Early in February of 2020. Before I understood the enormity of what was in the wind, I found myself leaving our local post office. A chap coming towards me stopped me on the steps. He was wearing what we came to know as an N-95 face mask. He looked at me with intensity as he stepped closer to me and said, “If you don’t mask up immediately, old man, you are going to die.”
March First witnessed the first reported case of COVID 19 in New York. The first two deaths came on March 14.
Our last meals in restaurants with family and friends all had a sense of impending doom. Dread joined us at our tables. In each instance, the number of patrons was sparse, the tables were quiet, and the atmosphere was grim. My cousin, Bob joined Mary Ann and me for lunch with his sister, Helen, on March 4 at Savini, an Italian trattoria in Allendale, NJ. Helen, who lives in a nursing home was oblivious, but the three of us correctly realized that this could be the last lunch we would have with her for a long time.
Mike Scott and I had lunch at Foley’s NY the following day, our favorite Manhattan watering hole “where everybody knew our names”. Again, the atmosphere reeked of dread. The owner, Shaun Clancy, was absent. Steffi, our waitress and friend, revealed that Shaun had whisked away his ailing father, affectionately known as “Papa John” home to Ireland. She explained that Papa John was suffering from a bad case of the flu. Mike and I looked at each other and pondered if it was something worse. We feared that this would be our last lunch at Foley’s until the pandemic passed. Sadly, it turned out to be our last meal at Foley’s ever. Foley’s NY ceased to exist three months later, another victim of the virus.
St. Patrick’s Day fell on a Monday in 2020 and the parade and other festivities were cancelled during the week leading up to March 17. Five days later, life, as we knew it, ceased.
The shutdown was complete and unavoidable. Exceptions were few and far between. Supermarkets and other stores that sold food or alcohol could remain open. Many eateries from the famous to the obscure called it quits. Malls were victims, but the biggest losers were travel, leisure, hospitality and entertainment entities.
We settled into our new locked-down reality.

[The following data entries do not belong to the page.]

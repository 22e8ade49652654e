// SPDX-License-Identifier: MIT
// Copyright (c) 2026 Alfred Jean LLC

//! Sequential execution of suite scenarios.
//!
//! Scenarios share on-disk fixtures, so they run one at a time in suite
//! order. Each patch re-reads its fixture from disk; nothing carries over
//! between scenarios in memory.

use crate::check::OutputCheck;
use crate::error::{FixtureError, HarnessError, SuiteError};
use crate::fixture::FixtureStore;
use crate::io::forward_slashes;
use crate::invoke::{invoke_captured, CommandLine, InvokeOptions};
use crate::locator::{ConfigLocator, CONFIG_FILE_NAME};
use crate::nested::{remove_nested, set_nested};
use crate::report::{ScenarioOutcome, ScenarioResult, SuiteReport};
use crate::suite::{FixtureLocation, FixturePatch, FixtureTarget, Placeholders, Scenario, Suite};
use nut_capture::CaptureLog;
use std::path::PathBuf;
use std::time::Instant;

/// Environment a suite runs in.
#[derive(Clone, Debug)]
pub struct RunContext {
    /// Directory holding the sf config file
    pub config_dir: PathBuf,
    /// Working directory for the command and for relative fixture paths
    pub workdir: PathBuf,
    /// Replaces the suite's command when set
    pub command: Option<Vec<String>>,
    /// Extra environment, applied after the suite's own
    pub env: Vec<(String, String)>,
    /// Stop at the first failed scenario; the rest are reported as skipped
    pub fail_fast: bool,
}

impl RunContext {
    pub fn new(config_dir: impl Into<PathBuf>, workdir: impl Into<PathBuf>) -> Self {
        Self {
            config_dir: config_dir.into(),
            workdir: workdir.into(),
            command: None,
            env: Vec::new(),
            fail_fast: false,
        }
    }
}

/// Drives a suite against the command under test.
pub struct Runner {
    suite: Suite,
    ctx: RunContext,
    placeholders: Placeholders,
    command: CommandLine,
    capture: CaptureLog,
}

impl Runner {
    pub fn new(suite: Suite, ctx: RunContext) -> Result<Self, HarnessError> {
        let placeholders = Placeholders::new(&ctx.workdir, &ctx.config_dir);
        // Expanded per scenario, once `${config_file}` is known
        let argv = ctx.command.as_ref().unwrap_or(&suite.command);
        let command = CommandLine::new(argv.iter().cloned())?;
        Ok(Self {
            suite,
            ctx,
            placeholders,
            command,
            capture: CaptureLog::new(),
        })
    }

    /// Record invocations into `capture` instead of a private log.
    pub fn with_capture(mut self, capture: CaptureLog) -> Self {
        self.capture = capture;
        self
    }

    pub fn capture(&self) -> &CaptureLog {
        &self.capture
    }

    pub fn suite(&self) -> &Suite {
        &self.suite
    }

    /// Run every scenario in order.
    ///
    /// Fixture errors and spawn failures abort the run. Scenario failures
    /// are collected in the report.
    pub fn run(&mut self) -> Result<SuiteReport, HarnessError> {
        self.ensure_located_fixtures()?;

        let mut report = SuiteReport::new(self.suite.name.clone());
        let scenarios = self.suite.scenarios.clone();
        let mut stop = false;
        for scenario in &scenarios {
            if stop {
                report.push(ScenarioResult {
                    name: scenario.name.clone(),
                    outcome: ScenarioOutcome::Skipped,
                    exit_code: None,
                    duration: std::time::Duration::ZERO,
                });
                continue;
            }
            let result = self.run_scenario(scenario)?;
            stop = self.ctx.fail_fast && !result.passed();
            report.push(result);
        }
        Ok(report)
    }

    /// Patch, invoke once, verify one stream.
    pub fn run_scenario(&mut self, scenario: &Scenario) -> Result<ScenarioResult, HarnessError> {
        let started = Instant::now();
        for patch in &scenario.patches {
            self.apply_patch(&scenario.name, patch)?;
        }

        let options = self.invoke_options(scenario);
        let command = CommandLine::new(
            std::iter::once(self.command.program())
                .chain(self.command.args().iter().map(String::as_str))
                .chain(scenario.args.iter().map(String::as_str))
                .map(|a| self.placeholders.expand(a)),
        )?;

        let check = self.expand_check(&scenario.check);
        let (outcome, exit_code) = match invoke_captured(&command, &options, Some(&self.capture)) {
            Ok(output) => {
                let outcome = match check.verify(&output) {
                    Ok(()) => ScenarioOutcome::Passed,
                    Err(mismatch) => ScenarioOutcome::Failed {
                        reason: mismatch.to_string(),
                    },
                };
                (outcome, output.exit_code)
            }
            Err(e) if e.fails_scenario() => {
                let code = e.exit_code();
                (ScenarioOutcome::Failed { reason: e.to_string() }, code)
            }
            Err(e) => return Err(e.into()),
        };

        match &outcome {
            ScenarioOutcome::Failed { reason } => {
                tracing::info!(scenario = %scenario.name, %reason, "scenario failed")
            }
            _ => tracing::info!(scenario = %scenario.name, "scenario passed"),
        }

        Ok(ScenarioResult {
            name: scenario.name.clone(),
            outcome,
            exit_code,
            duration: started.elapsed(),
        })
    }

    fn invoke_options(&self, scenario: &Scenario) -> InvokeOptions {
        let mut env: Vec<(String, String)> = self
            .suite
            .env
            .iter()
            .map(|(k, v)| (k.clone(), self.placeholders.expand(v)))
            .collect();
        env.extend(self.ctx.env.iter().cloned());
        InvokeOptions {
            expected_exit_code: scenario.expected_exit_code,
            json: scenario.json,
            json_flag: self.suite.json_flag.clone(),
            current_dir: Some(self.ctx.workdir.clone()),
            env,
            scenario: Some(scenario.name.clone()),
        }
    }

    /// Expectations may name the sandbox paths too.
    fn expand_check(&self, check: &OutputCheck) -> OutputCheck {
        match check {
            OutputCheck::Stdout(text) => OutputCheck::Stdout(self.placeholders.expand(text)),
            OutputCheck::Stderr(text) => OutputCheck::Stderr(self.placeholders.expand(text)),
            OutputCheck::Json(value) => OutputCheck::Json(self.placeholders.expand_value(value)),
        }
    }

    /// Create missing located fixtures and point `${config_file}` at the
    /// first one.
    fn ensure_located_fixtures(&mut self) -> Result<(), FixtureError> {
        let mut first = None;
        for target in self.suite.fixtures.values() {
            if let FixtureLocation::Located { pattern } = &target.location {
                let handle = self.locator(pattern)?.ensure_baseline()?;
                first.get_or_insert(handle);
            }
        }
        if let Some(handle) = first {
            self.placeholders
                .set("config_file", forward_slashes(handle.path()));
        }
        Ok(())
    }

    fn locator(&self, pattern: &str) -> Result<ConfigLocator, FixtureError> {
        ConfigLocator::with_pattern(&self.ctx.config_dir, pattern, CONFIG_FILE_NAME)
    }

    fn fixture_path(&self, target: &FixtureTarget) -> Result<PathBuf, FixtureError> {
        match &target.location {
            FixtureLocation::Located { pattern } => {
                Ok(self.locator(pattern)?.ensure_baseline()?.path().to_path_buf())
            }
            FixtureLocation::Path(path) => Ok(self.ctx.workdir.join(self.placeholders.expand(path))),
        }
    }

    fn apply_patch(&self, scenario: &str, patch: &FixturePatch) -> Result<(), HarnessError> {
        let target = self.suite.fixtures.get(&patch.fixture).ok_or_else(|| {
            SuiteError::UnknownFixture {
                scenario: scenario.to_string(),
                fixture: patch.fixture.clone(),
            }
        })?;
        let path = self.fixture_path(target)?;
        tracing::debug!(fixture = %target.name, path = %path.display(), "patching fixture");
        FixtureStore::edit(&path, target.indent, |doc| {
            for key in &patch.unset {
                remove_nested(doc, key);
            }
            for (key, value) in &patch.set {
                set_nested(doc, key, self.placeholders.expand_value(value));
            }
            Ok::<(), FixtureError>(())
        })?;
        Ok(())
    }
}

#[cfg(test)]
#[path = "runner_tests.rs"]
mod tests;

Thank God for our two very best friends, Max and Tessie who were always up for a walk. For a time, we seemed to meet up with a young dog named Bean who loved to torture our two old timers. As the weather warmed, new COVID dogs, mostly Labradoodles, made their appearance in our neighborhood and on our walks.
Dog walks also gave us relief from the TV pontifications by our fearless leaders, Andy Cuomo, then a superstar in mid-morning, Comrade Mayor DeBlasio in the late afternoon and The Donald XLV at supper time. Our life centered around the proclamations of the diminutive Dr. Anthony Fauci and later, Dr. Deborah Brix, she of her daily scarf.
Our driving was limited to running errands, grocery and alcohol shopping and picking up take-out meals. The good news was these restaurants still in business could sell take-out drinks that for me would include a split of chianti with my meal from DiMaggio’s Trattoria and a bloody Mary from Sullivan’s Quay. I always included a tip of 20% with my order to help the staff.
Since then, we have witnessed improvement, setbacks, and finally, successful vaccines. Mary Ann and I received our two doses of the Pfizer vaccine in Westchester County in February of 2021and March and our booster shots at St. Francis Hospital that September.
Our joy and hopes for immunity were cut short by the Delta and Omicron strains. Several confusing and conflicting health warnings, prevention measures and restrictions followed in the wake of each variant making sure we remained on edge.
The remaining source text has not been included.